Yang X W, Shamma S A
Systems Research Center, University of Maryland Institute for Advanced Computer Studies, College Park 20742.
Biophys J. 1990 May;57(5):987-99. doi: 10.1016/S0006-3495(90)82618-7.
Analytical and experimental methods are provided for estimating synaptic connectivities from simultaneous recordings of multiple neurons. The results are based on detailed, yet flexible neuron models in which spike trains are modeled as general doubly stochastic point processes. The expressions derived can be used with nonstationary or stationary records, and can be readily extended from pairwise to multineuron estimates.
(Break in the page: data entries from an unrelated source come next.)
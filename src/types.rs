//! Type-safe wrapper for diagram variables.
use std::fmt;

/// A variable identifier (1-indexed).
///
/// Variables are allocated by the [`Bdd`][crate::bdd::Bdd] manager in order,
/// and that allocation order is the variable order of every diagram.
///
/// # Invariants
///
/// - Variable IDs must be >= 1 (0 is reserved for terminals)
#[derive(Debug, Copy, Clone, Eq, PartialEq, Ord, PartialOrd, Hash)]
pub struct Var(u32);

impl Var {
    /// Creates a new variable with the given ID.
    ///
    /// # Panics
    ///
    /// Panics if `id == 0`. Variables must be 1-indexed.
    pub fn new(id: u32) -> Self {
        assert_ne!(id, 0, "Variable IDs must be >= 1");
        Var(id)
    }

    /// Returns the raw variable ID as a `u32`.
    pub fn id(self) -> u32 {
        self.0
    }
}

impl fmt::Display for Var {
    fn fmt(&self, f: &mut fmt::Formatter<'_>) -> fmt::Result {
        write!(f, "x{}", self.0)
    }
}

impl From<Var> for u32 {
    fn from(var: Var) -> Self {
        var.0
    }
}

#[cfg(test)]
mod tests {
    use test_log::test;

    use super::*;

    #[test]
    fn test_var_creation() {
        let v = Var::new(5);
        assert_eq!(v.id(), 5);
        assert_eq!(u32::from(v), 5);
        assert_eq!(v.to_string(), "x5");
    }

    #[test]
    #[should_panic(expected = "Variable IDs must be >= 1")]
    fn test_var_zero_panics() {
        Var::new(0);
    }

    #[test]
    fn test_var_ordering() {
        assert!(Var::new(1) < Var::new(2));
    }
}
Furthermore, we show analytically how the estimates are improved as more neurons are sampled, and derive the appropriate normalizations to eliminate stimulus-related correlations. Finally, we illustrate the use and interpretation of the analytical expressions on simulated spike trains and neural networks, and give explicit confidence measures on the estimates.
提供了用于从多个神经元的同步记录中估计突触连接性的分析和实验方法。结果基于详细但灵活的神经元模型,其中尖峰序列被建模为一般的双随机点过程。推导得到的表达式可用于非平稳或平稳记录,并且可以很容易地从成对估计扩展到多神经元估计。此外,我们通过分析表明随着采样的神经元增多估计是如何改进的,并推导了适当的归一化方法以消除与刺激相关的相关性。最后,我们在模拟的尖峰序列和神经网络上说明了分析表达式的使用和解释,并给出了估计的明确置信度度量。